What is the second to last one, the blue with the round tail. She looks different but I cant put my finger on it. Is she maybe a plakat female?


----------



## AngelicScars (May 5, 2009)

Could it be that she was laying her fins down? She looks very similar to all the others in person.


----------



## IonBaller07 (Mar 29, 2009)

Yah, she might just look more relaxed or maybe I have a "thing" for her, but IDK I really like her though.


----------



## AngelicScars (May 5, 2009)

Alright, it looks like we are keeping the yellow female too. I really loved her and I'm glad we decided to keep her.
We don't have a name for her, does anyone want to give suggestions?
Please, no sun or sun related references thanks!


----------



## AngelicScars (May 5, 2009)

I'm wondering now if the blue/aqua one could possibly be a young plakat? Maybe?


----------



## dramaqueen (Jul 7, 2008)

Lemon Drop??


----------



## IonBaller07 (Mar 29, 2009)

Are you talking about the same blue one I thought was, the second from bottom? I asked another forum see what they'll say about it.
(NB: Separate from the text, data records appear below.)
//! AI custom-function dispatch.
//!
//! The spreadsheet functions `AI_Value`, `AI_List` and `AI_Table` are thin
//! adapters: each forwards its arguments untouched to a remote AI backend
//! through [`AiDispatcher::dispatch`], which only prefixes the method name
//! with the configured namespace.

use sheetlint_config::ai::ResolvedAiConfig;

const USER_AGENT: &str = concat!("sheetlint/", env!("CARGO_PKG_VERSION"));

/// Error from an AI dispatch.
#[derive(Debug, Clone, PartialEq)]
pub enum AiError {
    /// No AI endpoint configured
    NotConfigured(String),
    /// Network error
    Network(String),
    /// Non-success response from the backend
    Http { status: u16, body: String },
    /// Response was not JSON
    Parse(String),
}

impl std::fmt::Display for AiError {
    fn fmt(&self, f: &mut std::fmt::Formatter<'_>) -> std::fmt::Result {
        match self {
            AiError::NotConfigured(msg) => write!(f, "AI not configured: {}", msg),
            AiError::Network(msg) => write!(f, "Network error: {}", msg),
            AiError::Http { status, body } => write!(f, "AI backend error ({}): {}", status, body),
            AiError::Parse(msg) => write!(f, "Failed to parse AI response: {}", msg),
        }
    }
}

impl std::error::Error for AiError {}

/// Client for the remote AI execution endpoint (blocking).
#[derive(Clone)]
pub struct AiDispatcher {
    http: reqwest::blocking::Client,
    endpoint: String,
    namespace: String,
    api_key: Option<String>,
}

impl AiDispatcher {
    pub fn new(endpoint: impl Into<String>, namespace: impl Into<String>) -> Result<Self, AiError> {
        let http = reqwest::blocking::Client::builder()
            .user_agent(USER_AGENT)
            .build()
            .map_err(|e| AiError::Network(e.to_string()))?;

        Ok(Self {
            http,
            endpoint: endpoint.into(),
            namespace: namespace.into(),
            api_key: None,
        })
    }

    /// Build from resolved configuration. Fails if no endpoint is set.
    pub fn from_config(config: &ResolvedAiConfig) -> Result<Self, AiError> {
        let endpoint = config.endpoint.clone().ok_or_else(|| {
            AiError::NotConfigured(
                config.blocking_reason.clone().unwrap_or_else(|| "no endpoint".to_string()),
            )
        })?;
        Ok(Self::new(endpoint, config.namespace.clone())?.with_api_key(config.api_key.clone()))
    }

    /// Attach a bearer token to every call.
    pub fn with_api_key(mut self, key: Option<String>) -> Self {
        self.api_key = key;
        self
    }

    /// Fully-qualified method name: `<namespace>.<name>`.
    pub fn method_name(&self, name: &str) -> String {
        if self.namespace.is_empty() {
            name.to_string()
        } else {
            format!("{}.{}", self.namespace, name)
        }
    }

    /// Send `args` to the backend method `name` and return its answer.
    ///
    /// When the backend wraps its answer as `{"result": ...}` the inner
    /// value is returned; otherwise the whole body is.
    pub fn dispatch(&self, name: &str, args: Vec<serde_json::Value>) -> Result<serde_json::Value, AiError> {
        let method = self.method_name(name);
        log::debug!("AI dispatch {} ({} args)", method, args.len());

        let mut req = self.http
            .post(&self.endpoint)
            .json(&serde_json::json!({ "method": method, "args": args }));
        if let Some(key) = &self.api_key {
            req = req.bearer_auth(key);
        }

        let response = req.send().map_err(|e| AiError::Network(e.to_string()))?;

        let status = response.status().as_u16();
        if !response.status().is_success() {
            let body = response.text().unwrap_or_default();
            return Err(AiError::Http { status, body });
        }

        let mut body: serde_json::Value = response.json()
            .map_err(|e| AiError::Parse(e.to_string()))?;

        match body.as_object_mut().and_then(|obj| obj.remove("result")) {
            Some(result) => Ok(result),
            None => Ok(body),
        }
    }

    /// `AI_Value(query, ...cells)`
    pub fn ai_value(&self, query: &str, cells: Vec<serde_json::Value>) -> Result<serde_json::Value, AiError> {
        let mut args = Vec::with_capacity(cells.len() + 1);
        args.push(serde_json::Value::from(query));
        args.extend(cells);
        self.dispatch("value", args)
    }

    /// `AI_List(query, count)`
    pub fn ai_list(&self, query: &str, count: Option<u32>) -> Result<serde_json::Value, AiError> {
        self.dispatch("list", vec![query.into(), count.into()])
    }

    /// `AI_Table(query, headers, count)`
    pub fn ai_table(
        &self,
        query: &str,
        headers: serde_json::Value,
        count: Option<u32>,
    ) -> Result<serde_json::Value, AiError> {
        self.dispatch("table", vec![query.into(), headers, count.into()])
    }
}

#[cfg(test)]
mod tests {
    use super::*;
    use httpmock::prelude::*;
    use sheetlint_config::ai::{AiConfigStatus, KeySource};

    fn dispatcher(server: &MockServer) -> AiDispatcher {
        AiDispatcher::new(server.url("/run"), "ai").unwrap()
    }

    #[test]
    fn test_method_name() {
        let d = AiDispatcher::new("http://ai.test/run", "sheets").unwrap();
        assert_eq!(d.method_name("value"), "sheets.value");
        let bare = AiDispatcher::new("http://ai.test/run", "").unwrap();
        assert_eq!(bare.method_name("list"), "list");
    }

    #[test]
    fn test_from_config_requires_endpoint() {
        let config = ResolvedAiConfig {
            endpoint: None,
            namespace: "ai".into(),
            api_key: None,
            key_source: KeySource::None,
            status: AiConfigStatus::Disabled,
            blocking_reason: Some("No AI endpoint configured".into()),
        };
        let err = AiDispatcher::from_config(&config).err().unwrap();
        assert_eq!(err, AiError::NotConfigured("No AI endpoint configured".into()));
    }

    #[test]
    fn test_value_forwards_arguments_verbatim() {
        let server = MockServer::start();
        let mock = server.mock(|when, then| {
            when.method(POST)
                .path("/run")
                .json_body(serde_json::json!({
                    "method": "ai.value",
                    "args": ["capital of", "France", [[1, 2], [3, 4]]]
                }));
            then.status(200)
                .header("content-type", "application/json")
                .json_body(serde_json::json!({ "result": "Paris" }));
        });

        let out = dispatcher(&server)
            .ai_value("capital of", vec!["France".into(), serde_json::json!([[1, 2], [3, 4]])])
            .unwrap();

        mock.assert();
        assert_eq!(out, serde_json::json!("Paris"));
    }

    #[test]
    fn test_list_passes_null_count() {
        let server = MockServer::start();
        let mock = server.mock(|when, then| {
            when.method(POST)
                .path("/run")
                .json_body(serde_json::json!({ "method": "ai.list", "args": ["fruits", null] }));
            then.status(200)
                .header("content-type", "application/json")
                .json_body(serde_json::json!(["apple", "pear"]));
        });

        let out = dispatcher(&server).ai_list("fruits", None).unwrap();
        mock.assert();
        assert_eq!(out, serde_json::json!(["apple", "pear"]));
    }

    #[test]
    fn test_table_with_bearer_auth() {
        let server = MockServer::start();
        let mock = server.mock(|when, then| {
            when.method(POST)
                .path("/run")
                .header("authorization", "Bearer k-123")
                .json_body(serde_json::json!({
                    "method": "ai.table",
                    "args": ["planets", ["name", "moons"], 2]
                }));
            then.status(200)
                .header("content-type", "application/json")
                .json_body(serde_json::json!({ "result": [["Mars", 2], ["Earth", 1]] }));
        });

        let out = dispatcher(&server)
            .with_api_key(Some("k-123".into()))
            .ai_table("planets", serde_json::json!(["name", "moons"]), Some(2))
            .unwrap();

        mock.assert();
        assert_eq!(out, serde_json::json!([["Mars", 2], ["Earth", 1]]));
    }

    #[test]
    fn test_backend_error() {
        let server = MockServer::start();
        server.mock(|when, then| {
            when.method(POST).path("/run");
            then.status(503).body("overloaded");
        });

        let err = dispatcher(&server).ai_list("x", Some(1)).unwrap_err();
        assert_eq!(err, AiError::Http { status: 503, body: "overloaded".into() });
    }

    #[test]
    fn test_non_json_response() {
        let server = MockServer::start();
        server.mock(|when, then| {
            when.method(POST).path("/run");
            then.status(200).body("not json");
        });

        let err = dispatcher(&server).ai_value("x", Vec::new()).unwrap_err();
        assert!(matches!(err, AiError::Parse(_)));
    }
}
As for a name for the yellow one. Yellow in spanish is Amarillo (I think) so you could call her that. Or if you want you can shorten Amarillo to Amy. IDK


----------



## dramaqueen (Jul 7, 2008)

I like Amarillo.


----------



## AngelicScars (May 5, 2009)

Oh, I like that. I'll run it by my husband!


----------



## IonBaller07 (Mar 29, 2009)

Ohh and if you were talking about the 2nd formbottom blue betta, apparently she is a female veiltail.


----------



## AngelicScars (May 5, 2009)

That's what I thought when I bought her and the others.


----------



## AngelicScars (May 5, 2009)

We have decided on Azazel for her name. It's a Supernatural (TV show) reference. It's a guy, but I think it fits. Plus, his nickname is "yellow-eyes" and she's yellow so.


----------